The settlement comes just five days before a civil trial was set to begin in Delaware Chancery Court on the case, in which shareholders alleged that College’s share price in the $596 million buyout was overvalued and that directors breached fiduciary duties by approving the purchase. On March 27 Judge Leo Strine ruled the suit could move forward.
Law firms Grant & Eisenhofer P.A. and Chimicles & Tikellis represented the plaintiff institutional investors in the case. “We are very pleased with today’s settlement on behalf of Barnes & Noble,” Grant & Eisenhofer partner and co-lead counsel in the derivative litigation Michael Berry said in a statement issued Tuesday afternoon. We believe the transaction as originally structured was unfair to the Company, and are happy the Company will receive this compensation.” The other lead counsel for the plaintiffs, Pamela S. Tikellis of Chimicles & Tikellis added: “The settlement will provide significant financial benefits to Barnes & Noble and its investors as the company further expands its business into the digital market.”

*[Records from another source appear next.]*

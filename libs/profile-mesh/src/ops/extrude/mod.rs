//! # Extrusion Operations
//!
//! Extrudes closed 2D outlines into prisms. Cut tools are built this way:
//! the outline is drawn in a face-local frame and extruded along the face
//! normal.

mod linear;
mod triangulate;

#[cfg(test)]
mod tests;

pub use linear::{linear_extrude, LinearExtrudeParams};
pub use triangulate::triangulate;

use glam::DVec2;
use std::f64::consts::TAU;

/// A closed 2D outline for extrusion.
#[derive(Debug, Clone, PartialEq)]
pub struct Polygon2D {
    /// Outline vertices, implicitly closed. Either winding is accepted.
    pub outer: Vec<DVec2>,
}

impl Polygon2D {
    /// Creates a polygon from outline vertices.
    pub fn new(outer: Vec<DVec2>) -> Self {
        Self { outer }
    }

    /// Creates an axis-aligned rectangle from two corners.
    pub fn rectangle(min: DVec2, max: DVec2) -> Self {
        Self::new(vec![
            DVec2::new(min.x, min.y),
            DVec2::new(max.x, min.y),
            DVec2::new(max.x, max.y),
            DVec2::new(min.x, max.y),
        ])
    }

    /// Creates a regular polygon approximating a circle.
    pub fn circle(center: DVec2, radius: f64, segments: u32) -> Self {
        let n = segments.max(3);
        let outer = (0..n)
            .map(|i| {
                let theta = TAU * i as f64 / n as f64;
                center + DVec2::new(theta.cos(), theta.sin()) * radius
            })
            .collect();
        Self::new(outer)
    }

    /// Returns the number of outline vertices.
    pub fn vertex_count(&self) -> usize {
        self.outer.len()
    }

    /// Signed area (positive for counter-clockwise outlines).
    pub fn signed_area(&self) -> f64 {
        let n = self.outer.len();
        (0..n)
            .map(|i| {
                let a = self.outer[i];
                let b = self.outer[(i + 1) % n];
                a.x * b.y - b.x * a.y
            })
            .sum::<f64>()
            / 2.0
    }
}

A suspicious, or curious, person would note that the settlement also comes less than a week prior to Barnes & Noble’s reporting of fourth quarter earnings next Tuesday, when some observers are wondering whether the company will more formally separate their bookstore and NewCo businesses.
Also note there is something else unusual about that $150 million note that we confirmed recently. In the various documents filed in late April that put Barnes & Noble’s digital device, digital content and college bookstore businesses into the NewCo in which Microsoft is an investor, that loan remains an obligation of of Barnes & Noble rather than NewCo. This despite the fact that in all other respects the document says that all material liabilities and assets related to the Newco business lines travel with those businesses to Newco.

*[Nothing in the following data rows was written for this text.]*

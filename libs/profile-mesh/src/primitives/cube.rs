//! # Box Primitive
//!
//! Generates rectangular prisms, used for rectangular cuts and notches.

use crate::error::MeshError;
use crate::mesh::Mesh;
use glam::DVec3;

/// Creates a rectangular prism mesh.
///
/// With `center` the box straddles the origin, otherwise its minimum
/// corner sits there.
///
/// # Example
///
/// ```rust
/// use profile_mesh::primitives::create_cube;
/// use glam::DVec3;
///
/// let mesh = create_cube(DVec3::new(10.0, 4.0, 2.0), false).unwrap();
/// assert_eq!(mesh.vertex_count(), 8);
/// assert_eq!(mesh.triangle_count(), 12);
/// ```
pub fn create_cube(size: DVec3, center: bool) -> Result<Mesh, MeshError> {
    if !size.is_finite() || size.min_element() <= 0.0 {
        return Err(MeshError::degenerate(format!(
            "box size must be positive: {:?}",
            size
        )));
    }

    let (min, max) = if center {
        let half = size / 2.0;
        (-half, half)
    } else {
        (DVec3::ZERO, size)
    };

    Ok(create_box(min, max))
}

/// Creates an axis-aligned box spanning two corners.
///
/// Corners may be given in any order.
pub fn create_box_between(a: DVec3, b: DVec3) -> Result<Mesh, MeshError> {
    let size = (b - a).abs();
    if !size.is_finite() || size.min_element() <= 0.0 {
        return Err(MeshError::degenerate(format!(
            "box corners span no volume: {:?} {:?}",
            a, b
        )));
    }
    Ok(create_box(a.min(b), a.max(b)))
}

/// Corner `i` takes `max` on each axis whose bit is set (x = 1, y = 2, z = 4).
const BOX_FACES: [[u32; 4]; 6] = [
    [0, 2, 3, 1], // z = min
    [4, 5, 7, 6], // z = max
    [0, 1, 5, 4], // y = min
    [3, 2, 6, 7], // y = max
    [2, 0, 4, 6], // x = min
    [1, 3, 7, 5], // x = max
];

fn create_box(min: DVec3, max: DVec3) -> Mesh {
    let mut mesh = Mesh::with_capacity(8, 12);
    for i in 0..8u32 {
        let pick = |bit: u32, lo: f64, hi: f64| if i & bit == 0 { lo } else { hi };
        mesh.add_vertex(DVec3::new(
            pick(1, min.x, max.x),
            pick(2, min.y, max.y),
            pick(4, min.z, max.z),
        ));
    }

    // Quads wind counter-clockwise seen from outside
    for [a, b, c, d] in BOX_FACES {
        mesh.add_triangle(a, b, c);
        mesh.add_triangle(a, c, d);
    }
    mesh
}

So the parent company Barnes & Noble–which comprises the physical bookstores, and an 82.4 percent share of NewCo–still owes Len Riggio $127.5 million (as of today) plus interest for the purchase of BN College, even though the college stores now actually belong to NewCo. Barnes & Noble declined to explain why that note was left as an obligation of the parent company rather than NewCo, and also declined comment on the shareholder settlement.